Here, things started to go wrong in January 2008 when the Spanish authorities blithely decided to demolish a perfectly legal home, built in a quiet area away from the motorway, the sea and anything else just to prove some vile political point against the local town, which had made the mistake of voting for an independent party. The home, knocked flat by bulldozers, belonged to a perfectly innocent retired British couple which has been obliged to live since then in the adjoining garage which, due to the vagaries of Spanish property law, survived the demolition. No water or electric, of course, and this elderly couple have been ignored ever since. They will have spent a year in their garage soon and while this injustice has been all over the foreign media, with television programs and news articles appearing in England (practically on a daily basis), America, Australia, Germany, Norway and… oddly… even in Zimbabwe, not a word about this unfair situation has appeared in the Spanish media.
Encouraged by this opportunity to lose face internationally, the Andalucian government promoted the fellow who gave the demolition order and we are now told by this same ‘expert’ that there are currently six thousand illegal homes just in Almería alone. How can all these homes – some of them even built in dry riverbeds - have escaped the attention of the local small-town mayors? Guess how many of these ‘six thousand homes’ belong to foreigners (mainly Brits)?
That’s right.
All of them.
The authorities are keen to help. In many cases, these ‘illegal homes’ (often located on ‘illegal urbanisations’ and built by companies with a legal responsibility of 3,000 euros) can be ‘saved’, with the owners putting in the appropriate costs of urbanising the estate – sewage, streetlights, pavements and so on. Others, unfortunately, won’t have the same luck and they will be demolished without, apparently, any compensation. They are talking about 250 of them in the Alta Almanzora (Almería) alone. Meanwhile, a twenty storey hotel illegally built in national parkland and on the beach in Carboneras, condemned personally by the Minister of the Environment several years ago… still stands, mocking the Junta de Andalucía’s building rules.
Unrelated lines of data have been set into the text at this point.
/*!
 * Endpoint policy guard as an extractor
 *
 * Responsibility:
 * - handler のシグネチャで必要な operation を宣言する: `Authorized<DeleteUser>`
 * - body の extractor (Json) より先に走るので、認可前に body が読まれることはない
 * - 失敗時: anonymous → 401, 権限不足 → 403 (handler 本体は呼ばれない)
 */

use std::marker::PhantomData;
use std::ops::Deref;

use axum::extract::FromRequestParts;
use axum::http::request::Parts;

use crate::error::AppError;
use crate::services::authz::{AuthzError, Operation, authorize_operation};

use super::auth_ctx::{AuthCtx, AuthCtxExtractor};

/// Binds a marker type to the operation it guards.
pub trait OperationPolicy {
    const OPERATION: Operation;
}

macro_rules! operations {
    ($($name:ident),* $(,)?) => {
        $(
            pub struct $name;

            impl OperationPolicy for $name {
                const OPERATION: Operation = Operation::$name;
            }
        )*
    };
}

operations!(ListUsers, GetUser, CreateUser, UpdateUser, DeleteUser);

/// An `AuthCtx` that has passed the policy check for `O`.
pub struct Authorized<O> {
    ctx: AuthCtx,
    _operation: PhantomData<fn() -> O>,
}

impl<O> Deref for Authorized<O> {
    type Target = AuthCtx;

    fn deref(&self) -> &AuthCtx {
        &self.ctx
    }
}

impl<O, S> FromRequestParts<S> for Authorized<O>
where
    O: OperationPolicy,
    S: Send + Sync,
{
    type Rejection = AppError;

    async fn from_request_parts(parts: &mut Parts, state: &S) -> Result<Self, Self::Rejection> {
        let AuthCtxExtractor(ctx) = match AuthCtxExtractor::from_request_parts(parts, state).await {
            Ok(extracted) => extracted,
            Err(never) => match never {},
        };

        let operation = O::OPERATION;
        match authorize_operation(operation, ctx.caller()) {
            Ok(()) => Ok(Self {
                ctx,
                _operation: PhantomData,
            }),
            Err(err @ AuthzError::Unauthenticated) => {
                tracing::debug!(%operation, "rejected unauthenticated request");
                Err(err.into())
            }
            Err(err @ AuthzError::Forbidden(permission)) => {
                tracing::warn!(
                    %operation,
                    %permission,
                    subject = %ctx.current_username(),
                    "permission denied"
                );
                Err(err.into())
            }
        }
    }
}

#[cfg(test)]
mod tests {
    use super::*;
    use axum::http::{Request, StatusCode};
    use axum::response::IntoResponse;

    use crate::services::authz::Principal;

    fn parts(roles: Option<&[&str]>) -> Parts {
        let (mut parts, ()) = Request::builder()
            .uri("/api/v1/users")
            .body(())
            .unwrap()
            .into_parts();
        if let Some(roles) = roles {
            parts.extensions.insert(Principal {
                subject: "sub-1".to_string(),
                email: None,
                authorities: roles.iter().map(|s| s.to_string()).collect(),
                jti: None,
            });
        }
        parts
    }

    async fn status_for<O: OperationPolicy>(roles: Option<&[&str]>) -> Result<(), StatusCode> {
        let mut parts = parts(roles);
        Authorized::<O>::from_request_parts(&mut parts, &())
            .await
            .map(|_| ())
            .map_err(|e| e.into_response().status())
    }

    #[tokio::test]
    async fn anonymous_gets_401() {
        assert_eq!(status_for::<DeleteUser>(None).await, Err(StatusCode::UNAUTHORIZED));
        assert_eq!(status_for::<ListUsers>(None).await, Err(StatusCode::UNAUTHORIZED));
    }

    #[tokio::test]
    async fn insufficient_role_gets_403() {
        assert_eq!(
            status_for::<DeleteUser>(Some(&["DEVELOPER"])).await,
            Err(StatusCode::FORBIDDEN)
        );
        assert_eq!(
            status_for::<CreateUser>(Some(&["unknown"])).await,
            Err(StatusCode::FORBIDDEN)
        );
    }

    #[tokio::test]
    async fn sufficient_role_passes() {
        assert_eq!(status_for::<GetUser>(Some(&["DEVELOPER"])).await, Ok(()));
        assert_eq!(status_for::<UpdateUser>(Some(&["ROLE_OPERATOR"])).await, Ok(()));
        assert_eq!(status_for::<DeleteUser>(Some(&["ADMIN"])).await, Ok(()));
    }
}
In fact, it’s a struggle between various different authorities – local, regional, national… the ‘costas’ and the environmentalists – all running on different and arbitrary rules and casual implementation. No one, you might say, is safe.
With the building crisis in full and calamitous free-fall - two million empty homes for sale and no takers – together with hard-to-find mortgages and revaluations, building companies going bust, ‘off-plan’ companies disappearing to South America, the infamous ‘land-grab’ (now in Andalucía as well as Valencia), rampant fraud, double-dealing and corruption, things are getting harder for everyone. For the British, however, the pound is falling, jobs are scarcer than ever and pensions no longer go as far as they once did, with the drop in one’s buying power probably hovering around 50% over the last two years. Despite over three quarters of a million Brits living in Spain, bringing in to the country something like a billion euros a month, providing jobs and keeping the local trades-people alive, the fact is there is no interest, support, help or defence of this group from either the Spanish authorities or, in fact, the British Foreign Office. There’s no ombudsman in Mojácar, Madrid, London or in Brussels. If the Romanians have four MPs and two senators to look after their ‘emigrants’, the same is palpably not true of the British, who really don’t seem to want to have anything more to do with us. We have tried to organise some groups here to defend our interests and support our community (the AUN, AUAN, Ciudadanos Europeos, RBL and others) but it’s an uphill battle. Despite some towns having more ‘Europeans’ than local Spaniards on the town hall registry – it’s a rare town hall that employs a European and a rarer one still that has a foreign councillor.
So the experiment appears to have failed. We have good sun tans, know more about the world than we ever did before, have finally learnt how to cook and can walk through a crowd without saying ‘sorry’, but it is now time to return back to England…
…or maybe move on to somewhere else.